Venice critics praise film on Brazilian Indians
By Silvia Aloisi
VENICE (Reuters) - A new Italian film brings to the screen the clash between Amazon Indians and wealthy Brazilian ranchers, exploring the collision of two worlds against a backdrop of land disputes, shrinking forests and poverty.
"Birdwatchers," which is in competition at the Venice film festival, was warmly applauded at a press screening on Monday, lifting domestic hopes that one of four Italian movies in the main competition may scoop the Golden Lion top award.
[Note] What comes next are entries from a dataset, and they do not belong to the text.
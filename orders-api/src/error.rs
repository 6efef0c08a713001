//! Error Types for the Orders API
//!
//! This module defines error handling for the service layer, including:
//! - ApiError struct for structured error responses
//! - ErrorCode enum for categorizing errors
//! - IntoResponse implementation for Axum HTTP responses
//!
//! All errors are serialized as JSON with appropriate HTTP status codes.

use axum::{
    http::StatusCode,
    response::{IntoResponse, Response},
    Json,
};
use orders_core::{OrderError, StorageError};
use serde::{Deserialize, Serialize};
use std::fmt;

// ============================================================================
// ERROR CODE ENUM
// ============================================================================

/// Error codes for API responses.
///
/// Each error code maps to a specific HTTP status code.
#[derive(Debug, Clone, Copy, PartialEq, Eq, Hash, Serialize, Deserialize)]
#[derive(utoipa::ToSchema)]
#[serde(rename_all = "SCREAMING_SNAKE_CASE")]
pub enum ErrorCode {
    // ========================================================================
    // Validation Errors (400)
    // ========================================================================
    /// Request contains invalid input data
    InvalidInput,

    /// Required field is missing from request
    MissingField,

    // ========================================================================
    // Not Found Errors (404)
    // ========================================================================
    /// Requested order does not exist in cache or store
    OrderNotFound,

    // ========================================================================
    // Server Errors (500, 503, 504)
    // ========================================================================
    /// Internal server error
    InternalError,

    /// Database operation failed
    DatabaseError,

    /// Message broker operation failed
    BrokerError,

    /// Service is temporarily unavailable
    ServiceUnavailable,

    /// Database connection pool exhausted
    ConnectionPoolExhausted,

    /// Operation timed out
    Timeout,
}

impl ErrorCode {
    /// Get the HTTP status code for this error code.
    pub fn status_code(&self) -> StatusCode {
        match self {
            ErrorCode::InvalidInput | ErrorCode::MissingField => StatusCode::BAD_REQUEST,

            ErrorCode::OrderNotFound => StatusCode::NOT_FOUND,

            ErrorCode::ServiceUnavailable | ErrorCode::ConnectionPoolExhausted => {
                StatusCode::SERVICE_UNAVAILABLE
            }

            ErrorCode::Timeout => StatusCode::GATEWAY_TIMEOUT,

            ErrorCode::InternalError | ErrorCode::DatabaseError | ErrorCode::BrokerError => {
                StatusCode::INTERNAL_SERVER_ERROR
            }
        }
    }

    /// Get a default message for this error code.
    pub fn default_message(&self) -> &'static str {
        match self {
            ErrorCode::InvalidInput => "Invalid input data",
            ErrorCode::MissingField => "Required field is missing",
            ErrorCode::OrderNotFound => "Order not found",
            ErrorCode::InternalError => "Internal server error",
            ErrorCode::DatabaseError => "Database operation failed",
            ErrorCode::BrokerError => "Message broker operation failed",
            ErrorCode::ServiceUnavailable => "Service temporarily unavailable",
            ErrorCode::ConnectionPoolExhausted => "Connection pool exhausted",
            ErrorCode::Timeout => "Operation timed out",
        }
    }
}

impl fmt::Display for ErrorCode {
    fn fmt(&self, f: &mut fmt::Formatter<'_>) -> fmt::Result {
        write!(f, "{:?}", self)
    }
}

// ============================================================================
// API ERROR STRUCT
// ============================================================================

/// Structured error response for API operations.
#[derive(Debug, Clone, PartialEq, Serialize, Deserialize)]
#[derive(utoipa::ToSchema)]
pub struct ApiError {
    /// Error code categorizing the error
    pub code: ErrorCode,

    /// Human-readable error message
    pub message: String,

    /// Optional additional details
    #[serde(skip_serializing_if = "Option::is_none")]
    #[schema(value_type = Option<Object>)]
    pub details: Option<serde_json::Value>,
}

impl ApiError {
    /// Create a new API error with the given code and message.
    pub fn new(code: ErrorCode, message: impl Into<String>) -> Self {
        Self {
            code,
            message: message.into(),
            details: None,
        }
    }

    /// Create a new API error with the given code, using the default message.
    pub fn from_code(code: ErrorCode) -> Self {
        Self {
            code,
            message: code.default_message().to_string(),
            details: None,
        }
    }

    /// Add additional details to the error.
    pub fn with_details(mut self, details: serde_json::Value) -> Self {
        self.details = Some(details);
        self
    }

    /// Get the HTTP status code for this error.
    pub fn status_code(&self) -> StatusCode {
        self.code.status_code()
    }

    // ========================================================================
    // Convenience constructors for common errors
    // ========================================================================

    pub fn invalid_input(message: impl Into<String>) -> Self {
        Self::new(ErrorCode::InvalidInput, message)
    }

    pub fn missing_field(field: &str) -> Self {
        Self::new(
            ErrorCode::MissingField,
            format!("Required field '{}' is missing", field),
        )
    }

    pub fn order_not_found(order_uid: impl fmt::Display) -> Self {
        Self::new(
            ErrorCode::OrderNotFound,
            format!("Order {} not found", order_uid),
        )
    }

    pub fn internal_error(message: impl Into<String>) -> Self {
        Self::new(ErrorCode::InternalError, message)
    }

    pub fn database_error(message: impl Into<String>) -> Self {
        Self::new(ErrorCode::DatabaseError, message)
    }

    pub fn broker_error(message: impl Into<String>) -> Self {
        Self::new(ErrorCode::BrokerError, message)
    }

    pub fn service_unavailable(message: impl Into<String>) -> Self {
        Self::new(ErrorCode::ServiceUnavailable, message)
    }

    pub fn connection_pool_exhausted() -> Self {
        Self::from_code(ErrorCode::ConnectionPoolExhausted)
    }

    /// Create a Timeout error.
    pub fn timeout(operation: &str) -> Self {
        Self::new(
            ErrorCode::Timeout,
            format!("Operation '{}' timed out", operation),
        )
    }
}

impl fmt::Display for ApiError {
    fn fmt(&self, f: &mut fmt::Formatter<'_>) -> fmt::Result {
        write!(f, "{}: {}", self.code, self.message)
    }
}

impl std::error::Error for ApiError {}

// ============================================================================
// AXUM INTEGRATION
// ============================================================================

/// Lets handlers return `ApiResult<T>` directly.
impl IntoResponse for ApiError {
    fn into_response(self) -> Response {
        let status = self.status_code();
        let body = Json(self);
        (status, body).into_response()
    }
}

// ============================================================================
// CONVERSIONS
// ============================================================================

/// Store failures reach clients as generic messages; the detail is logged.
impl From<StorageError> for ApiError {
    fn from(err: StorageError) -> Self {
        tracing::error!(error = %err, "Storage error");

        match err {
            StorageError::Unavailable { .. } => {
                ApiError::service_unavailable("Order store is unavailable")
            }
            StorageError::Timeout { operation } => ApiError::timeout(&operation),
            StorageError::QueryFailed { .. } | StorageError::TransactionFailed { .. } => {
                ApiError::from_code(ErrorCode::DatabaseError)
            }
        }
    }
}

impl From<OrderError> for ApiError {
    fn from(err: OrderError) -> Self {
        match err {
            OrderError::Decode { reason } => {
                ApiError::invalid_input(format!("Invalid order payload: {}", reason))
            }
            OrderError::Validation(e) => ApiError::invalid_input(e.to_string()),
            OrderError::Storage(e) => ApiError::from(e),
        }
    }
}

/// Convert from tokio_postgres::Error to ApiError.
impl From<tokio_postgres::Error> for ApiError {
    fn from(err: tokio_postgres::Error) -> Self {
        tracing::error!("Database error: {:?}", err);
        ApiError::database_error("Database operation failed")
    }
}

/// Convert from deadpool_postgres::PoolError to ApiError.
impl From<deadpool_postgres::PoolError> for ApiError {
    fn from(err: deadpool_postgres::PoolError) -> Self {
        tracing::error!("Connection pool error: {:?}", err);

        match err {
            deadpool_postgres::PoolError::Timeout(_) => ApiError::connection_pool_exhausted(),
            deadpool_postgres::PoolError::Closed => {
                ApiError::service_unavailable("Database connection pool is closed")
            }
            _ => ApiError::database_error("Failed to acquire database connection"),
        }
    }
}

impl From<rdkafka::error::KafkaError> for ApiError {
    fn from(err: rdkafka::error::KafkaError) -> Self {
        tracing::error!("Kafka error: {:?}", err);
        ApiError::broker_error(format!("Kafka client error: {}", err))
    }
}

/// Convert from serde_json::Error to ApiError.
impl From<serde_json::Error> for ApiError {
    fn from(err: serde_json::Error) -> Self {
        ApiError::invalid_input(format!("Invalid JSON: {}", err))
    }
}

// ============================================================================
// RESULT TYPE ALIAS
// ============================================================================

/// Result type alias for API operations.
pub type ApiResult<T> = Result<T, ApiError>;

#[cfg(test)]
mod tests {
    use super::*;
    use orders_core::ValidationError;

    #[test]
    fn test_error_code_status_mapping() {
        assert_eq!(ErrorCode::MissingField.status_code(), StatusCode::BAD_REQUEST);
        assert_eq!(ErrorCode::InvalidInput.status_code(), StatusCode::BAD_REQUEST);
        assert_eq!(ErrorCode::OrderNotFound.status_code(), StatusCode::NOT_FOUND);
        assert_eq!(
            ErrorCode::DatabaseError.status_code(),
            StatusCode::INTERNAL_SERVER_ERROR
        );
        assert_eq!(
            ErrorCode::ConnectionPoolExhausted.status_code(),
            StatusCode::SERVICE_UNAVAILABLE
        );
        assert_eq!(ErrorCode::Timeout.status_code(), StatusCode::GATEWAY_TIMEOUT);
    }

    #[test]
    fn test_api_error_constructors() {
        let err = ApiError::order_not_found("b563feb7");
        assert_eq!(err.code, ErrorCode::OrderNotFound);
        assert!(err.message.contains("b563feb7"));
        assert_eq!(err.status_code(), StatusCode::NOT_FOUND);

        let err = ApiError::missing_field("order_uid");
        assert_eq!(err.code, ErrorCode::MissingField);
        assert!(err.message.contains("order_uid"));

        let err = ApiError::timeout("load_by_key");
        assert_eq!(err.status_code(), StatusCode::GATEWAY_TIMEOUT);
        assert!(err.message.contains("load_by_key"));
    }

    #[test]
    fn test_storage_error_mapping() {
        let err = ApiError::from(StorageError::unavailable("pool closed"));
        assert_eq!(err.code, ErrorCode::ServiceUnavailable);

        let err = ApiError::from(StorageError::query_failed("load_by_key", "secret detail"));
        assert_eq!(err.code, ErrorCode::DatabaseError);
        assert!(!err.message.contains("secret detail"));

        let err = ApiError::from(StorageError::Timeout {
            operation: "load_recent".to_string(),
        });
        assert_eq!(err.code, ErrorCode::Timeout);
    }

    #[test]
    fn test_order_error_mapping() {
        let err = ApiError::from(OrderError::Validation(
            ValidationError::RequiredFieldMissing {
                field: "order_uid".to_string(),
            },
        ));
        assert_eq!(err.status_code(), StatusCode::BAD_REQUEST);
    }

    #[test]
    fn test_error_serialization() -> Result<(), serde_json::Error> {
        let err = ApiError::order_not_found("abc");
        let json = serde_json::to_string(&err)?;

        assert!(json.contains("ORDER_NOT_FOUND"));
        assert!(json.contains("abc"));
        assert!(!json.contains("details"));

        let deserialized: ApiError = serde_json::from_str(&json)?;
        assert_eq!(deserialized, err);
        Ok(())
    }

    #[test]
    fn test_error_with_details() {
        let details = serde_json::json!({ "operation": "load_by_key" });
        let err = ApiError::timeout("load_by_key").with_details(details.clone());
        assert_eq!(err.details, Some(details));
    }

    #[test]
    fn test_error_display() {
        let err = ApiError::database_error("Connection failed");
        let display = format!("{}", err);

        assert!(display.contains("DatabaseError"));
        assert!(display.contains("Connection failed"));
    }
}
//! Service lifecycle.
//!
//! Runs the HTTP server next to an already spawned ingestion task and stops
//! both together. Shutdown begins on the external stop signal or when either
//! half exits on its own:
//!
//! 1. the shared watch channel flips to `true`
//! 2. the HTTP server stops accepting and drains
//! 3. ingestion finishes its current message and returns
//!
//! Steps 2 and 3 share one grace period. Whatever is still running when it
//! expires is aborted. An ingestion task that ends without being asked to, or
//! has to be aborted, is an error, so the process exits non-zero.

use std::future::{Future, IntoFuture};
use std::time::Duration;

use axum::Router;
use tokio::net::TcpListener;
use tokio::sync::watch;
use tokio::task::{JoinError, JoinHandle};

use crate::error::{ApiError, ApiResult};
use crate::jobs::{IngestError, IngestSnapshot};

type IngestHandle = JoinHandle<Result<IngestSnapshot, IngestError>>;

/// What started the shutdown.
enum Trigger {
    Signal,
    IngestExited(Result<Result<IngestSnapshot, IngestError>, JoinError>),
    ServerExited(Result<std::io::Result<()>, JoinError>),
}

/// Serve `router` on `listener` until `stop` resolves or a component exits.
///
/// `shutdown_tx` must be the sender whose receiver was handed to the
/// ingestion task. Returns the ingestion counters on a clean stop.
pub async fn run_until<F>(
    listener: TcpListener,
    router: Router,
    mut ingest: IngestHandle,
    shutdown_tx: watch::Sender<bool>,
    grace: Duration,
    stop: F,
) -> ApiResult<IngestSnapshot>
where
    F: Future<Output = ()> + Send,
{
    let addr = listener.local_addr().ok();
    let mut server_rx = shutdown_tx.subscribe();
    let server = axum::serve(listener, router).with_graceful_shutdown(async move {
        let _ = server_rx.wait_for(|stop| *stop).await;
    });
    let mut server = tokio::spawn(server.into_future());
    tracing::info!(addr = ?addr, "HTTP server listening");

    let trigger = tokio::select! {
        _ = stop => Trigger::Signal,
        joined = &mut ingest => Trigger::IngestExited(joined),
        served = &mut server => Trigger::ServerExited(served),
    };

    let _ = shutdown_tx.send(true);
    let deadline = tokio::time::Instant::now() + grace;

    let server_failed = match &trigger {
        Trigger::ServerExited(served) => {
            tracing::error!(result = ?served, "HTTP server exited unexpectedly");
            true
        }
        _ => {
            match tokio::time::timeout_at(deadline, &mut server).await {
                Ok(Ok(Ok(()))) => tracing::info!("HTTP server stopped"),
                Ok(Ok(Err(e))) => tracing::error!(error = %e, "HTTP server failed while draining"),
                Ok(Err(e)) => tracing::error!(error = %e, "HTTP server task failed"),
                Err(_) => {
                    tracing::warn!(
                        grace_secs = grace.as_secs(),
                        "Grace period expired, closing remaining connections"
                    );
                    server.abort();
                }
            }
            false
        }
    };

    let ingest_outcome = match trigger {
        Trigger::IngestExited(joined) => joined,
        Trigger::Signal | Trigger::ServerExited(_) => {
            match tokio::time::timeout_at(deadline, &mut ingest).await {
                Ok(joined) => joined,
                Err(_) => {
                    tracing::warn!(
                        grace_secs = grace.as_secs(),
                        "Ingestion still busy after the grace period, aborting it"
                    );
                    ingest.abort();
                    return Err(ApiError::timeout("ingestion shutdown"));
                }
            }
        }
    };

    match ingest_outcome {
        Ok(Ok(_)) if server_failed => Err(ApiError::internal_error("HTTP server stopped unexpectedly")),
        Ok(Ok(snapshot)) => Ok(snapshot),
        Ok(Err(e)) => {
            tracing::error!(error = %e, "Ingestion stopped unexpectedly");
            Err(ApiError::broker_error(e.to_string()))
        }
        Err(e) => {
            tracing::error!(error = %e, "Ingestion task failed");
            Err(ApiError::internal_error(format!("Ingestion task failed: {}", e)))
        }
    }
}

/// Resolves on SIGINT, or SIGTERM on Unix.
pub async fn shutdown_signal() {
    let ctrl_c = async {
        if let Err(e) = tokio::signal::ctrl_c().await {
            tracing::error!(error = %e, "Failed to listen for Ctrl+C");
            std::future::pending::<()>().await;
        }
    };

    #[cfg(unix)]
    let terminate = async {
        use tokio::signal::unix::{signal, SignalKind};
        match signal(SignalKind::terminate()) {
            Ok(mut sigterm) => {
                sigterm.recv().await;
            }
            Err(e) => {
                tracing::error!(error = %e, "Failed to listen for SIGTERM");
                std::future::pending::<()>().await;
            }
        }
    };

    #[cfg(not(unix))]
    let terminate = std::future::pending::<()>();

    tokio::select! {
        _ = ctrl_c => {}
        _ = terminate => {}
    }

    tracing::info!("Shutdown signal received");
}

#[cfg(test)]
mod tests {
    use super::*;
    use std::sync::Arc;

    use std::sync::atomic::{AtomicBool, Ordering};

    use async_trait::async_trait;
    use axum::routing::get;
    use orders_core::{Order, StorageError};
    use orders_storage::{MockOrderStore, OrderCache, OrderStore, StorageResult};
    use orders_test_utils::fixtures::{payload, sample_order};
    use tokio::sync::oneshot;

    use crate::broker::memory_source;
    use crate::error::ErrorCode;
    use crate::jobs::{ingest_task, IngestConfig};

    async fn listener() -> ApiResult<TcpListener> {
        TcpListener::bind("127.0.0.1:0")
            .await
            .map_err(|e| ApiError::internal_error(e.to_string()))
    }

    fn router() -> Router {
        Router::new().route("/ping", get(|| async { "pong" }))
    }

    #[tokio::test]
    async fn test_stop_signal_shuts_down_cleanly() -> ApiResult<()> {
        let (source, handle) = memory_source("orders");
        let store = Arc::new(MockOrderStore::new());
        let (shutdown_tx, shutdown_rx) = watch::channel(false);
        let ingest = tokio::spawn(ingest_task(
            source,
            store.clone() as Arc<dyn OrderStore>,
            Arc::new(OrderCache::new(10)),
            IngestConfig::default(),
            shutdown_rx,
        ));

        handle.publish(payload(&sample_order("before-stop")));

        let (stop_tx, stop_rx) = oneshot::channel::<()>();
        let watcher = Arc::clone(&store);
        tokio::spawn(async move {
            for _ in 0..400 {
                if watcher.stored("before-stop").is_some() {
                    break;
                }
                tokio::time::sleep(Duration::from_millis(5)).await;
            }
            let _ = stop_tx.send(());
        });

        let snapshot = run_until(
            listener().await?,
            router(),
            ingest,
            shutdown_tx,
            Duration::from_secs(1),
            async {
                let _ = stop_rx.await;
            },
        )
        .await?;

        assert_eq!(snapshot.persisted, 1);
        assert_eq!(handle.committed(), vec![0]);
        Ok(())
    }

    #[tokio::test]
    async fn test_ingest_exit_fails_the_service() -> ApiResult<()> {
        let (source, handle) = memory_source("orders");
        let (shutdown_tx, shutdown_rx) = watch::channel(false);
        let ingest = tokio::spawn(ingest_task(
            source,
            Arc::new(MockOrderStore::new()) as Arc<dyn OrderStore>,
            Arc::new(OrderCache::new(10)),
            IngestConfig::default(),
            shutdown_rx,
        ));
        drop(handle);

        let result = run_until(
            listener().await?,
            router(),
            ingest,
            shutdown_tx,
            Duration::from_secs(1),
            std::future::pending::<()>(),
        )
        .await;

        assert_eq!(result.err().map(|e| e.code), Some(ErrorCode::BrokerError));
        Ok(())
    }

    /// Store whose writes start but never finish.
    #[derive(Default)]
    struct StalledStore {
        save_started: AtomicBool,
    }

    #[async_trait]
    impl OrderStore for StalledStore {
        async fn save_order(&self, _order: &Order) -> StorageResult<()> {
            self.save_started.store(true, Ordering::SeqCst);
            std::future::pending::<()>().await;
            Err(StorageError::unavailable("unreachable"))
        }

        async fn load_by_key(&self, _order_uid: &str) -> StorageResult<Option<Order>> {
            Ok(None)
        }

        async fn load_recent(&self, _limit: usize) -> StorageResult<Vec<Order>> {
            Ok(Vec::new())
        }

        async fn health_check(&self) -> StorageResult<()> {
            Ok(())
        }
    }

    #[tokio::test]
    async fn test_stalled_save_is_aborted_after_grace() -> ApiResult<()> {
        let (source, handle) = memory_source("orders");
        let store = Arc::new(StalledStore::default());
        let (shutdown_tx, shutdown_rx) = watch::channel(false);
        let ingest = tokio::spawn(ingest_task(
            source,
            store.clone() as Arc<dyn OrderStore>,
            Arc::new(OrderCache::new(10)),
            IngestConfig::default(),
            shutdown_rx,
        ));
        handle.publish(payload(&sample_order("stuck")));

        let watcher = Arc::clone(&store);
        let stop = async move {
            while !watcher.save_started.load(Ordering::SeqCst) {
                tokio::time::sleep(Duration::from_millis(5)).await;
            }
        };

        let result = tokio::time::timeout(
            Duration::from_secs(3),
            run_until(
                listener().await?,
                router(),
                ingest,
                shutdown_tx,
                Duration::from_millis(200),
                stop,
            ),
        )
        .await
        .map_err(|_| ApiError::internal_error("shutdown exceeded the grace period"))?;

        assert_eq!(result.err().map(|e| e.code), Some(ErrorCode::Timeout));
        assert!(handle.committed().is_empty());
        Ok(())
    }
}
Set in Mato Grosso do Sul state, Brazil's bread basket, the film focuses on a group of indigenous Guarani-Kaiowa with no prospect other than working in slave-like conditions for rich farmers and posing for tourists' cameras for a little cash.
Pushed by hunger and recurring suicides in their community, the natives decide to leave their reserve and camp outside a sugar-beet plantation to claim their ancestral land back.
Half documentary and half fiction, the film features 230 Guarani people on their first outing as actors, alongside an Italian and Brazilian cast in supporting roles. The actors speak local languages with subtitles.
Italian director Marco Bechis, who has a Chilean mother and grew up in Brazil, said his was a film about the "survivors of one the greatest genocides in history."
The Indian population numbered an estimated 5 million when Portuguese explorers first landed in 1500 in what would become Brazil. Over the centuries, they have suffered enslavement, extermination campaigns, disease and neglect.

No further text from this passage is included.